1.2 The VIE Model
The VIE model requires a reporting entity to identify whether it holds a
controlling financial interest when voting
interests may not
appropriately indicate which party should
consolidate a legal entity. Accordingly, if a
determination is made that a legal entity is a
VIE, the reporting entity will consolidate the VIE
if the reporting entity has both (1) the power to
direct the activities of the VIE that most
significantly affect the VIE’s economic
performance and (2) the obligation to absorb
losses of the VIE that could potentially be
significant to the VIE or the right to receive
benefits from the VIE that could potentially be
significant to the VIE. In addition, even if it is
apparent that an equity owner would be required to
consolidate a legal entity under the voting
interest entity model, it must still evaluate
whether the legal entity is a VIE and whether it
would be required to consolidate the legal entity
under the VIE requirements, because there are
different measurement requirements for VIEs and
additional presentation and disclosure
requirements under the VIE model if certain
criteria are met. While determining whether the
power and economics criteria have been satisfied
might appear straightforward, it is often
difficult in practice.

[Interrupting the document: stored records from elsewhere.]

//! Error types for the session layer.

/// Recoverable failures surfaced by streams, packets, registries and sessions.
///
/// Programmer and schema errors (an unregistered message type reaching
/// dispatch, a connection joined into an occupied slot) are not represented
/// here: those panic.
#[derive(Debug, thiserror::Error)]
pub enum NetError {
    /// A write would have exceeded the stream's fixed capacity.
    #[error("write of {requested} bytes exceeds remaining capacity")]
    WriteOverflow {
        /// Number of bytes the caller tried to write.
        requested: usize,
    },

    /// Fewer bytes remain in the stream than a read asked for.
    #[error("read of {requested} bytes runs past the written data")]
    ReadUnderflow {
        /// Number of bytes the caller tried to read.
        requested: usize,
    },

    /// A string is too long for its `u16` length prefix.
    #[error("string of {0} bytes cannot be length-prefixed")]
    StringTooLong(usize),

    /// A message does not fit into the free space of a packet.
    #[error("message of {size} bytes does not fit in packet ({available} bytes free)")]
    PacketFull {
        /// Full wire size of the message.
        size: usize,
        /// Free bytes left in the packet.
        available: usize,
    },

    /// Raw bytes handed to a packet are not a valid datagram.
    #[error("datagram of {0} bytes is not a valid packet")]
    InvalidPacket(usize),

    /// A handler is already bound to this message type.
    #[error("message type {0} already has a registered handler")]
    AlreadyRegistered(u8),

    /// Every bind attempt in the retry budget failed.
    #[error("failed to bind after {attempts} attempts starting at port {first_port}")]
    BindFailed {
        /// Port of the first attempt.
        first_port: u16,
        /// Number of ports tried.
        attempts: u32,
    },

    /// The session already holds a transport or an active connection set.
    #[error("session is already running")]
    AlreadyRunning,

    /// The operation needs a bound transport or a hosted session.
    #[error("session has not been started")]
    NotStarted,

    /// The operation is not meaningful for this session variant.
    #[error("{0} is not supported by this session variant")]
    Unsupported(&'static str),

    /// The connection table has no free slot left.
    #[error("no free connection slot (max {0})")]
    NoFreeSlot(u8),

    /// A join response could not be decoded or is inconsistent.
    #[error("malformed join response: {0}")]
    MalformedJoinInfo(&'static str),

    /// The transport reported an I/O failure.
    #[error("I/O error: {0}")]
    Io(#[from] std::io::Error),
}
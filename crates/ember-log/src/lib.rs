//! Structured logging for the ember session server.
//!
//! Console output with uptime timestamps and module paths, plus an optional
//! JSON log file in debug builds. `RUST_LOG` wins over the configured level.

use std::path::Path;

use ember_config::Config;
use tracing_subscriber::{EnvFilter, fmt, layer::SubscriberExt, util::SubscriberInitExt};

/// Filter used when neither `RUST_LOG` nor the config names a level.
pub const DEFAULT_FILTER: &str = "info";

/// Name of the JSON log file written under the log directory.
pub const LOG_FILE_NAME: &str = "ember.log";

/// Resolve the filter directive string from the config.
pub fn filter_directives(config: Option<&Config>) -> String {
    match config {
        Some(config) if !config.debug.log_level.trim().is_empty() => {
            config.debug.log_level.trim().to_string()
        }
        _ => DEFAULT_FILTER.to_string(),
    }
}

/// Build the `EnvFilter`, preferring `RUST_LOG` when set and valid.
pub fn build_env_filter(config: Option<&Config>) -> EnvFilter {
    let directives = filter_directives(config);
    EnvFilter::try_from_default_env().unwrap_or_else(|_| EnvFilter::new(directives))
}

/// Install the global tracing subscriber.
///
/// * `log_dir` - directory for the JSON log file (debug builds only)
/// * `debug_build` - enables the file layer
/// * `config` - supplies the log level and the `log_to_file` switch
///
/// ```no_run
/// use ember_config::Config;
/// use ember_log::init_logging;
///
/// let config = Config::default();
/// init_logging(Some(std::path::Path::new("./logs")), cfg!(debug_assertions), Some(&config));
/// ```
pub fn init_logging(log_dir: Option<&Path>, debug_build: bool, config: Option<&Config>) {
    let env_filter = build_env_filter(config);

    let console_layer = fmt::layer()
        .with_target(true)
        .with_thread_names(true)
        .with_level(true)
        .with_timer(fmt::time::uptime());

    let subscriber = tracing_subscriber::registry()
        .with(env_filter)
        .with(console_layer);

    let file_wanted = config.is_none_or(|c| c.debug.log_to_file);
    if debug_build
        && file_wanted
        && let Some(log_dir) = log_dir
        && let Ok(log_file) = create_log_file(log_dir)
    {
        let file_layer = fmt::layer()
            .with_writer(log_file)
            .with_ansi(false)
            .with_target(true)
            .with_timer(fmt::time::uptime())
            .json();

        subscriber.with(file_layer).init();
        tracing::debug!("Writing JSON log to {}", log_dir.join(LOG_FILE_NAME).display());
        return;
    }

    subscriber.init();
}

fn create_log_file(log_dir: &Path) -> std::io::Result<std::fs::File> {
    std::fs::create_dir_all(log_dir)?;
    std::fs::File::create(log_dir.join(LOG_FILE_NAME))
}
//! Subscriber lists for session notifications.

use std::fmt;

/// Handle returned by [`Event::subscribe`], used to unsubscribe.
#[derive(Debug, Clone, Copy, PartialEq, Eq, Hash)]
pub struct SubscriptionId(u64);

/// A notification channel. Subscribers run synchronously in subscription order.
pub struct Event<T> {
    subscribers: Vec<(SubscriptionId, Box<dyn FnMut(&T)>)>,
    next_id: u64,
}

impl<T> Event<T> {
    /// Create a channel with no subscribers.
    pub fn new() -> Self {
        Self {
            subscribers: Vec::new(),
            next_id: 0,
        }
    }

    /// Add a subscriber.
    pub fn subscribe<F>(&mut self, callback: F) -> SubscriptionId
    where
        F: FnMut(&T) + 'static,
    {
        let id = SubscriptionId(self.next_id);
        self.next_id += 1;
        self.subscribers.push((id, Box::new(callback)));
        id
    }

    /// Remove a subscriber. Returns whether it was present.
    pub fn unsubscribe(&mut self, id: SubscriptionId) -> bool {
        let before = self.subscribers.len();
        self.subscribers.retain(|(sub, _)| *sub != id);
        self.subscribers.len() != before
    }

    /// Notify every subscriber.
    pub fn emit(&mut self, value: &T) {
        for (_, callback) in &mut self.subscribers {
            callback(value);
        }
    }

    /// Number of subscribers.
    pub fn subscriber_count(&self) -> usize {
        self.subscribers.len()
    }
}

impl<T> Default for Event<T> {
    fn default() -> Self {
        Self::new()
    }
}

impl<T> fmt::Debug for Event<T> {
    fn fmt(&self, f: &mut fmt::Formatter<'_>) -> fmt::Result {
        f.debug_struct("Event")
            .field("subscribers", &self.subscribers.len())
            .finish()
    }
}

The reporting entity must
exercise significant judgment in making its
determination.
Further, as discussed in detail in Chapter 7, the consolidation analysis will
vary when, among other factors, (1) there is a single decision maker, (2) power is
shared between related parties as opposed to
unrelated parties, (3) different parties direct the same significant activity, (4)
different parties direct different significant activities, (5) related parties are
under common control, and (6) substantially
all the activities involve or are conducted on behalf of a single related party.